== EXERCISE DATA ==
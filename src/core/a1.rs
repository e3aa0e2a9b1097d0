//! Purpose: A1-notation helpers: column letters, range strings, and row partitioning.
//! Exports: `column_index`, `column_letters`, `full_columns`, `block`, `anchor`, `Segment`, `segments`.
//! Role: The one place that turns row/column coordinates into range strings.
//! Invariants: Column indices are 1-based (`A` = 1); rows in range strings are 1-based.
//! Invariants: `segments` yields a contiguous, ordered, half-open partition of `0..total`.
use super::error::{Error, ErrorKind};

/// Bijective base-26: `A` = 1, `Z` = 26, `AA` = 27.
pub fn column_index(letters: &str) -> Result<usize, Error> {
    let trimmed = letters.trim();
    if trimmed.is_empty() {
        return Err(Error::new(ErrorKind::Usage).with_message("empty column letters"));
    }
    let mut index = 0usize;
    for ch in trimmed.chars() {
        if !ch.is_ascii_alphabetic() {
            return Err(Error::new(ErrorKind::Usage)
                .with_message(format!("invalid column letters: {trimmed}")));
        }
        let digit = (ch.to_ascii_uppercase() as u8 - b'A' + 1) as usize;
        index = index
            .checked_mul(26)
            .and_then(|value| value.checked_add(digit))
            .ok_or_else(|| {
                Error::new(ErrorKind::Usage)
                    .with_message(format!("column letters out of range: {trimmed}"))
            })?;
    }
    Ok(index)
}

/// Inverse of [`column_index`].
pub fn column_letters(index: usize) -> Result<String, Error> {
    if index == 0 {
        return Err(Error::new(ErrorKind::Usage).with_message("column index must be >= 1"));
    }
    let mut out = Vec::new();
    let mut rest = index;
    while rest > 0 {
        let digit = (rest - 1) % 26;
        out.push(b'A' + digit as u8);
        rest = (rest - 1) / 26;
    }
    out.reverse();
    Ok(String::from_utf8(out).unwrap_or_default())
}

/// `Sheet!A:AC`
pub fn full_columns(sheet: &str, first: &str, last: &str) -> String {
    format!("{sheet}!{first}:{last}")
}

/// `Sheet!A1:AC10`
pub fn block(sheet: &str, first: &str, start_row: usize, last: &str, end_row: usize) -> String {
    format!("{sheet}!{first}{start_row}:{last}{end_row}")
}

/// `Sheet!A5`: a single-cell anchor; the API extends it to fit the payload.
pub fn anchor(sheet: &str, column: &str, row: usize) -> String {
    format!("{sheet}!{column}{row}")
}

/// Half-open row range `[start, end)`, 0-based.
#[derive(Clone, Copy, Debug, Eq, PartialEq)]
pub struct Segment {
    pub start: usize,
    pub end: usize,
}

impl Segment {
    pub fn len(&self) -> usize {
        self.end - self.start
    }

    pub fn is_empty(&self) -> bool {
        self.start == self.end
    }

    /// First row of the segment in 1-based sheet coordinates.
    pub fn first_row(&self) -> usize {
        self.start + 1
    }

    /// Last row of the segment in 1-based sheet coordinates (inclusive).
    pub fn last_row(&self) -> usize {
        self.end
    }
}

pub fn segments(total: usize, size: usize) -> impl Iterator<Item = Segment> {
    let size = size.max(1);
    (0..total)
        .step_by(size)
        .map(move |start| Segment {
            start,
            end: (start + size).min(total),
        })
}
===
Repeat all the material, keeping each line identical.

filename src/core/a1.rs
repository e3aa0e2a9b1097d0
//! Purpose: A1-notation helpers: column letters, range strings, and row partitioning.
//! Exports: `column_index`, `column_letters`, `full_columns`, `block`, `anchor`, `Segment`, `segments`.
//! Role: The one place that turns row/column coordinates into range strings.
//! Invariants: Column indices are 1-based (`A` = 1); rows in range strings are 1-based.
//! Invariants: `segments` yields a contiguous, ordered, half-open partition of `0..total`.
use super::error::{Error, ErrorKind};

/// Bijective base-26: `A` = 1, `Z` = 26, `AA` = 27.
pub fn column_index(letters: &str) -> Result<usize, Error> {
    let trimmed = letters.trim();
    if trimmed.is_empty() {
        return Err(Error::new(ErrorKind::Usage).with_message("empty column letters"));
    }
    let mut index = 0usize;
    for ch in trimmed.chars() {
        if !ch.is_ascii_alphabetic() {
            return Err(Error::new(ErrorKind::Usage)
                .with_message(format!("invalid column letters: {trimmed}")));
        }
        let digit = (ch.to_ascii_uppercase() as u8 - b'A' + 1) as usize;
        index = index
            .checked_mul(26)
            .and_then(|value| value.checked_add(digit))
            .ok_or_else(|| {
                Error::new(ErrorKind::Usage)
                    .with_message(format!("column letters out of range: {trimmed}"))
            })?;
    }
    Ok(index)
}

/// Inverse of [`column_index`].
pub fn column_letters(index: usize) -> Result<String, Error> {
    if index == 0 {
        return Err(Error::new(ErrorKind::Usage).with_message("column index must be >= 1"));
    }
    let mut out = Vec::new();
    let mut rest = index;
    while rest > 0 {
        let digit = (rest - 1) % 26;
        out.push(b'A' + digit as u8);
        rest = (rest - 1) / 26;
    }
    out.reverse();
    Ok(String::from_utf8(out).unwrap_or_default())
}

/// `Sheet!A:AC`
pub fn full_columns(sheet: &str, first: &str, last: &str) -> String {
    format!("{sheet}!{first}:{last}")
}

/// `Sheet!A1:AC10`
pub fn block(sheet: &str, first: &str, start_row: usize, last: &str, end_row: usize) -> String {
    format!("{sheet}!{first}{start_row}:{last}{end_row}")
}

/// `Sheet!A5`: a single-cell anchor; the API extends it to fit the payload.
pub fn anchor(sheet: &str, column: &str, row: usize) -> String {
    format!("{sheet}!{column}{row}")
}

/// Half-open row range `[start, end)`, 0-based.
#[derive(Clone, Copy, Debug, Eq, PartialEq)]
pub struct Segment {
    pub start: usize,
    pub end: usize,
}

impl Segment {
    pub fn len(&self) -> usize {
        self.end - self.start
    }

    pub fn is_empty(&self) -> bool {
        self.start == self.end
    }

    /// First row of the segment in 1-based sheet coordinates.
    pub fn first_row(&self) -> usize {
        self.start + 1
    }

    /// Last row of the segment in 1-based sheet coordinates (inclusive).
    pub fn last_row(&self) -> usize {
        self.end
    }
}

pub fn segments(total: usize, size: usize) -> impl Iterator<Item = Segment> {
    let size = size.max(1);
    (0..total)
        .step_by(size)
        .map(move |start| Segment {
            start,
            end: (start + size).min(total),
        })
}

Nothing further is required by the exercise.